MRNY’s peer-to-peer health promoters program, Promotoras, leverages the leadership and social networks of our members in order to reach and educate a broad spectrum of community members, connecting them to our health access, healthy living, and legal support services.
Cancer survivor Blanca Palomeque became a MRNY Promotora to share her extensive expertise of navigating the healthcare and insurance systems with other community members.
MRNY helps immigrant families overcome the numerous hurdles that challenge their ability to live healthy. Incredibly long work hours and low wages impede the ability of parents’ to purchase healthy food or engage in recreational activities with their children. Meanwhile, limited English proficiency and lack of knowledge in navigating New York’s health system can make it exceedingly difficult to access medical benefits and services for the family.
Blanca Palomeque, an immigrant from Ecuador, has felt this struggle firsthand and sees it throughout her community in Sunnyside, Queens. Blanca worked for many years as a housecleaner where she was made to work with highly toxic chemicals for long hours.
Then, four years ago, Blanca was diagnosed with ovarian cancer.

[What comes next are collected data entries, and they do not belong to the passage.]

//! Estimation Engine - the bottom-up pipeline for one module and scenario.
//!
//! Stages, each producing a new chapter table:
//! 1. Chapter rows from rates, areas, MEP-intensity and finishes factors
//! 2. Furniture exclusion (unless opted in)
//! 3. Building-use multipliers
//! 4. Combined factor model times the module multiplier
//! 5. Optional benchmark calibration
//! 6. Totals

use serde::{Deserialize, Serialize};
use tracing::debug;

use super::{
    BenchmarkCalibrator, CalibrationOutcome, ChapterTable, ChapterTableBuilder, CostShares,
    EstimateOptions, EstimationError, Factors, MultiplierApplier, MultiplierEcho, PercentOverrides,
    TotalsAggregator, TotalsRecord,
};
use crate::domain::catalog::{BenchmarkRow, ModuleCatalog, ModuleDefinition};
use crate::domain::foundation::Scenario;

/// Inputs of one estimation run.
#[derive(Debug, Clone, Copy)]
pub struct EstimateInput<'a> {
    pub module_key: &'a str,
    pub scenario: Scenario,
    pub area_above: f64,
    pub area_below: f64,
    pub factors: &'a Factors,
    pub options: &'a EstimateOptions,
    pub benchmark: Option<&'a BenchmarkRow>,
    pub calibrate: bool,
}

/// Result of one estimation run.
#[derive(Debug, Clone, PartialEq, Serialize, Deserialize)]
pub struct Estimate {
    pub scenario: Scenario,
    pub table: ChapterTable,
    pub totals: TotalsRecord,
    pub calibration: CalibrationOutcome,
    pub shares: CostShares,
    pub echo: MultiplierEcho,
}

impl Estimate {
    /// Re-derives totals for an edited chapter selection.
    ///
    /// Uses the same resolved percentages and multiplier echoes as the
    /// original run; never reuses the previous totals.
    pub fn with_table(&self, table: ChapterTable) -> Self {
        let totals = TotalsAggregator::aggregate(&table, &self.shares, &self.echo);
        Self {
            scenario: self.scenario,
            table,
            totals,
            calibration: self.calibration,
            shares: self.shares,
            echo: self.echo,
        }
    }
}

/// Runs estimations against an explicit module catalog.
///
/// Stateless between calls; each run allocates its own rows.
pub struct EstimationEngine<'a> {
    modules: &'a ModuleCatalog,
}

impl<'a> EstimationEngine<'a> {
    /// Creates an engine over a module catalog.
    pub fn new(modules: &'a ModuleCatalog) -> Self {
        Self { modules }
    }

    /// Looks up a module definition.
    ///
    /// # Errors
    /// `UnknownModule` if the key is not defined.
    pub fn module(&self, module_key: &str) -> Result<&'a ModuleDefinition, EstimationError> {
        self.modules
            .get(module_key)
            .ok_or_else(|| EstimationError::UnknownModule(module_key.to_string()))
    }

    /// Estimates chapter costs and totals for one scenario.
    ///
    /// # Errors
    /// Structural lookups (module, scenario rates, percentages, use
    /// profile, multiplier table/key) fail with `EstimationError`.
    /// Degenerate areas never fail.
    pub fn estimate(&self, input: &EstimateInput<'_>) -> Result<Estimate, EstimationError> {
        let module = self.module(input.module_key)?;
        let factors = input.factors;
        let options = input.options;

        let table = ChapterTableBuilder::build(
            module,
            input.scenario,
            input.area_above,
            input.area_below,
            factors.mep_intensity,
            factors.finishes,
        )?;

        let table = match &module.furniture_chapter {
            Some(key) if !options.include_furniture => table.without_chapter(key),
            _ => table,
        };

        let use_multipliers = MultiplierApplier::resolve_use_profile(
            input.module_key,
            module,
            options.building_use.as_deref(),
        )?;
        let table = MultiplierApplier::apply_use_profile(&table, &use_multipliers);

        let module_multiplier =
            MultiplierApplier::resolve_module_multiplier(input.module_key, module, options)?;
        let table = MultiplierApplier::apply_global(&table, factors.combined(), module_multiplier);

        let reference_area =
            BenchmarkCalibrator::reference_area(module, input.area_above, input.area_below);
        let (table, calibration) = BenchmarkCalibrator::calibrate(
            &table,
            input.benchmark,
            input.scenario,
            reference_area,
            input.calibrate,
        );

        let shares = CostShares::resolve(
            input.module_key,
            &module.defaults,
            input.scenario,
            PercentOverrides::from(options),
        )?;
        let echo = MultiplierEcho::new(&calibration, use_multipliers, module_multiplier);
        let totals = TotalsAggregator::aggregate(&table, &shares, &echo);

        debug!(
            module = input.module_key,
            scenario = %input.scenario,
            chapters = table.len(),
            direct = totals.direct,
            calibration = calibration.factor,
            total = totals.total,
            "Estimated module"
        );

        Ok(Estimate {
            scenario: input.scenario,
            table,
            totals,
            calibration,
            shares,
            echo,
        })
    }
}
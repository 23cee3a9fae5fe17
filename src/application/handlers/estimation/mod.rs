//! Estimation handlers.
//!
//! Orchestrate a project estimate across scenarios, its risk overlay and
//! report export.

mod assess_risk;
mod estimate_project;
mod export_report;

#[cfg(test)]
mod fixtures;

pub use assess_risk::{AssessRiskCommand, AssessRiskHandler, AssessRiskResult, DEFAULT_HISTOGRAM_BINS};
pub use estimate_project::{EstimateProjectCommand, EstimateProjectHandler, EstimateProjectResult};
pub use export_report::{ExportReportCommand, ExportReportHandler, ExportReportResult};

Where health had never been a top priority for her and her family, suddenly healthy living and access to medical care became desperately important.
For three years Blanca battled with cancer, having to quit working and spending months in the hospital, while MRNY helped her navigate the challenges of the health insurance system. “Throughout my struggle,” she says, “I kept my faith and worked on staying positive.”
When her cancer finally went into remission, Blanca felt a new surge of purpose in her life. “God has given me a second opportunity,” she says. “This is my mission, to help everybody.”
Now, as a promotora with MRNY’s Health Team, Blanca hits the streets every day to spread the word to adults and young people. In the park, at community events, and in hospital waiting rooms, you can find Blanca and her fellow promotoras helping people to access food stamps and farmers markets, referring them to MRNY’s health insurance enrollment program, giving practical nutrition advise, and teaching practical tips on how to treat and avoid our communities’ most pressing health problems.
“When you don’t have a lot of time or money, nutrition is the last problem you worry about, so I help teach people what foods are good and how to access them for cheap,” she says.
After attending MRNY’s Occupational Safety and Health Administration (OSHA )-certified trainings on chemical safety, Blanca has returned to work for a cleaning company part-time, but she is now an advocate for safe working conditions.
“Exposure to chemicals, like the ones I used to work with, can contribute to cancer but I convinced my old employer and my new one to start using environmentally safe chemicals. I want to make sure that no other workers have to go through what I went through and that everyone in my community can live, eat, and work healthy.”